Sonntag, 4. Mai 2008

Hi Seoul


Ich bin begeistert! Das 8tägite Festival „Hi Seoul“ hat heute begonnen. Mit Matthias und Hyejin-oni (Oni sagt man als Frau zu einer älteren Schwester, als Mann sagt man Nuna) erlebten ich heute wie gut die Koreaner ein riesiges Fest organisieren können. An unzähligen Ständen konnten wir Masken selbst bemalen, Kleider anprobieren, Essen versuchen, Fächer bemalen, traditionelle Lampions basteln und und und…(natürlich kostenlos). Das Angebot war so riesig, dass wir nicht mal ansatzweise alles ausschöpfen konnten.

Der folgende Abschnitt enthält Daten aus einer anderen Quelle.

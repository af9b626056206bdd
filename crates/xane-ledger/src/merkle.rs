//! Fixed-height sparse Merkle tree.
//!
//! Nodes are stored per level in a map keyed by node index; any node equal to
//! its level's empty-subtree root is simply absent. A leaf update rewrites the
//! `height` ancestors on its path and nothing else.
//!
//! ```text
//! level 2            root
//!                  /      \
//! level 1       n0          n1
//!              /  \        /  \
//! level 0    l0    l1    l2    l3      (leaves, default = ZERO)
//! ```

use std::collections::HashMap;

use xane_types::constants::MAX_TREE_HEIGHT;
use xane_types::{Field, MerkleWitness, Result, WitnessStep, XaneError, empty_roots, hash_pair};

/// A binary Merkle tree with `2^height` leaves.
#[derive(Debug, Clone)]
pub struct MerkleTree {
    height: u8,
    /// `levels[0]` holds leaves, `levels[height]` holds the root.
    levels: Vec<HashMap<u64, Field>>,
    /// Empty-subtree root per level.
    zeros: Vec<Field>,
}

impl MerkleTree {
    /// Create an empty tree.
    pub fn new(height: u8) -> Result<Self> {
        if height == 0 || height > MAX_TREE_HEIGHT {
            return Err(XaneError::InvalidTreeHeight(height));
        }
        Ok(Self {
            height,
            levels: vec![HashMap::new(); usize::from(height) + 1],
            zeros: empty_roots(height),
        })
    }

    #[must_use]
    pub fn height(&self) -> u8 {
        self.height
    }

    /// Number of leaves.
    #[must_use]
    pub fn capacity(&self) -> u64 {
        1u64 << self.height
    }

    #[must_use]
    pub fn root(&self) -> Field {
        self.node(self.height, 0)
    }

    /// Root of an empty tree of the same height.
    #[must_use]
    pub fn empty_root(&self) -> Field {
        self.zeros[usize::from(self.height)]
    }

    /// Leaf value, `ZERO` when unset. Out-of-range indices read as `ZERO`.
    #[must_use]
    pub fn leaf(&self, index: u64) -> Field {
        self.node(0, index)
    }

    fn node(&self, level: u8, index: u64) -> Field {
        let level = usize::from(level);
        self.levels[level]
            .get(&index)
            .copied()
            .unwrap_or(self.zeros[level])
    }

    fn store(&mut self, level: u8, index: u64, value: Field) {
        let slot = usize::from(level);
        if value == self.zeros[slot] {
            self.levels[slot].remove(&index);
        } else {
            self.levels[slot].insert(index, value);
        }
    }

    fn check_index(&self, index: u64) -> Result<()> {
        if index >= self.capacity() {
            return Err(XaneError::InvalidWitnessIndex {
                index,
                capacity: self.capacity(),
            });
        }
        Ok(())
    }

    /// Overwrite one leaf and recompute its ancestors.
    pub fn set_leaf(&mut self, index: u64, value: Field) -> Result<()> {
        self.check_index(index)?;

        self.store(0, index, value);
        let mut current = index;
        for level in 0..self.height {
            let parent = current / 2;
            let left = self.node(level, parent * 2);
            let right = self.node(level, parent * 2 + 1);
            self.store(level + 1, parent, hash_pair(left, right));
            current = parent;
        }
        Ok(())
    }

    /// Inclusion proof for `index` against the current root.
    pub fn witness(&self, index: u64) -> Result<MerkleWitness> {
        self.check_index(index)?;

        let mut path = Vec::with_capacity(usize::from(self.height));
        let mut current = index;
        for level in 0..self.height {
            let is_left = current % 2 == 0;
            let sibling = if is_left { current + 1 } else { current - 1 };
            path.push(WitnessStep {
                sibling: self.node(level, sibling),
                is_left,
            });
            current /= 2;
        }
        Ok(MerkleWitness::new(path))
    }

    /// Indices of every non-zero leaf, ascending.
    #[must_use]
    pub fn occupied_leaves(&self) -> Vec<u64> {
        let mut indices: Vec<u64> = self.levels[0].keys().copied().collect();
        indices.sort_unstable();
        indices
    }
}
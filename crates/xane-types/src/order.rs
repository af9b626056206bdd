//! Order types for the Xane ledger.

use serde::{Deserialize, Serialize};

use crate::{Address, Field};

/// Which side of the book an order rests on.
#[derive(Debug, Clone, Copy, PartialEq, Eq, Hash, Ord, PartialOrd, Serialize, Deserialize)]
pub enum Side {
    Buy,
    Sell,
}

impl Side {
    #[must_use]
    pub const fn opposite(self) -> Self {
        match self {
            Self::Buy => Self::Sell,
            Self::Sell => Self::Buy,
        }
    }
}

impl std::fmt::Display for Side {
    fn fmt(&self, f: &mut std::fmt::Formatter<'_>) -> std::fmt::Result {
        match self {
            Self::Buy => write!(f, "BUY"),
            Self::Sell => write!(f, "SELL"),
        }
    }
}

/// A resting order. Committed as `H(maker, amount, price)`.
#[derive(Debug, Clone, Copy, PartialEq, Eq, Hash, Serialize, Deserialize)]
pub struct Order {
    pub maker: Address,
    pub amount: u64,
    pub price: u64,
}

impl Order {
    #[must_use]
    pub const fn new(maker: Address, amount: u64, price: u64) -> Self {
        Self {
            maker,
            amount,
            price,
        }
    }

    /// The order's fields in commitment order: maker, amount, price.
    #[must_use]
    pub fn to_fields(&self) -> [Field; 3] {
        [
            self.maker.as_field(),
            Field::from_u64(self.amount),
            Field::from_u64(self.price),
        ]
    }
}

/// Test helpers.
#[cfg(any(test, feature = "test-helpers"))]
impl Order {
    pub fn dummy(seed: u8, amount: u64, price: u64) -> Self {
        Self::new(Address::dummy(seed), amount, price)
    }
}
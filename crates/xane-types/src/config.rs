//! Configuration types for the Xane ledger.
//!
//! Tree heights are part of the contract with the on-chain verifier: a ledger
//! configured with different heights produces roots the verifier rejects.

use std::path::Path;

use serde::{Deserialize, Serialize};

use crate::{Result, XaneError, constants};

/// Shape of the two-level commitment structure.
#[derive(Debug, Clone, Copy, PartialEq, Eq, Serialize, Deserialize)]
#[serde(default)]
pub struct LedgerConfig {
    /// Height of the outer pairs tree (capacity `2^pairs_height`).
    pub pairs_height: u8,
    /// Height of every per-side orders tree (capacity `2^orders_height`).
    pub orders_height: u8,
}

impl Default for LedgerConfig {
    fn default() -> Self {
        Self {
            pairs_height: constants::DEFAULT_PAIRS_HEIGHT,
            orders_height: constants::DEFAULT_ORDERS_HEIGHT,
        }
    }
}

impl LedgerConfig {
    #[must_use]
    pub fn new(pairs_height: u8, orders_height: u8) -> Self {
        Self {
            pairs_height,
            orders_height,
        }
    }

    /// Both heights must lie in `1..=MAX_TREE_HEIGHT`.
    pub fn validate(&self) -> Result<()> {
        for height in [self.pairs_height, self.orders_height] {
            if height == 0 || height > constants::MAX_TREE_HEIGHT {
                return Err(XaneError::InvalidTreeHeight(height));
            }
        }
        Ok(())
    }

    #[must_use]
    pub fn pairs_capacity(&self) -> u64 {
        1u64 << self.pairs_height
    }

    #[must_use]
    pub fn orders_capacity(&self) -> u64 {
        1u64 << self.orders_height
    }

    /// Parse and validate a JSON config. Missing fields take their defaults.
    pub fn from_json_str(json: &str) -> Result<Self> {
        let cfg: Self = serde_json::from_str(json)
            .map_err(|e| XaneError::Configuration(format!("invalid ledger config: {e}")))?;
        cfg.validate()?;
        Ok(cfg)
    }

    /// Read a JSON config file from disk.
    pub fn load(path: impl AsRef<Path>) -> Result<Self> {
        let raw = std::fs::read_to_string(path.as_ref())?;
        Self::from_json_str(&raw)
    }
}

#[cfg(test)]
mod tests {
    use super::*;

    #[test]
    fn defaults_match_contract_heights() {
        let cfg = LedgerConfig::default();
        assert_eq!(cfg.pairs_height, 10);
        assert_eq!(cfg.orders_height, 10);
        assert_eq!(cfg.pairs_capacity(), 1024);
        assert_eq!(cfg.orders_capacity(), 1024);
        assert!(cfg.validate().is_ok());
    }

    #[test]
    fn zero_height_rejected() {
        let cfg = LedgerConfig::new(0, 4);
        assert_eq!(cfg.validate(), Err(XaneError::InvalidTreeHeight(0)));
    }

    #[test]
    fn oversized_height_rejected() {
        let cfg = LedgerConfig::new(4, 33);
        assert_eq!(cfg.validate(), Err(XaneError::InvalidTreeHeight(33)));
    }

    #[test]
    fn json_partial_uses_defaults() {
        let cfg = LedgerConfig::from_json_str(r#"{ "orders_height": 4 }"#).unwrap();
        assert_eq!(cfg.pairs_height, constants::DEFAULT_PAIRS_HEIGHT);
        assert_eq!(cfg.orders_height, 4);
    }

    #[test]
    fn json_invalid_is_configuration_error() {
        let err = LedgerConfig::from_json_str("{ not json").unwrap_err();
        assert!(matches!(err, XaneError::Configuration(_)));
        let err = LedgerConfig::from_json_str(r#"{ "pairs_height": 0 }"#).unwrap_err();
        assert_eq!(err, XaneError::InvalidTreeHeight(0));
    }
}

Zwei Umzügen wohnten wir heute außerdem bei. Ähnlich dem Karnevalsumzug in Mainz, laufen stundenlang Menschen in traditionellen Kostümen oder echter Militäruniform durch die Straße, bleiben hin und wieder stehen und vollführen einen Tanz bzw. eine Parade und ab und zu gab es auch einen Wagen zu bestaunen. Allerdings der große Unterschied: die Zuschauer stehen ganz ruhig und gesittet am Rand und winken höchstens schüchtern, die „Kamellen“ werden einem liebevoll in die Hand gegeben und die Menschen aus der vorderen Reihe teilen brüderlich und schwesterlich mit allen Umstehenden. Zur Eröffnung des Festivals fand eine riesige Show vor der City Hall statt, mit Musik, Tanz und Lichteffekten (besonders gelungen: eine Wand aus Wasser auf die projiziert wurde). Der zweite Umzug war wesentlich asiatischer. Als es bereits dunkel war, zogen buddhistische Mönche, Kinder, Ajummas und alte Männer mit traditionellen Laternen durch die Straße. Auch Wagen mit riesigen Laternenskulpturen rollten vorbei, denn nächsten Sonntag ist Buddhas Geburtstag und auf diesen bereitet man sich jetzt vor. Eine richtig schöne Stimmung!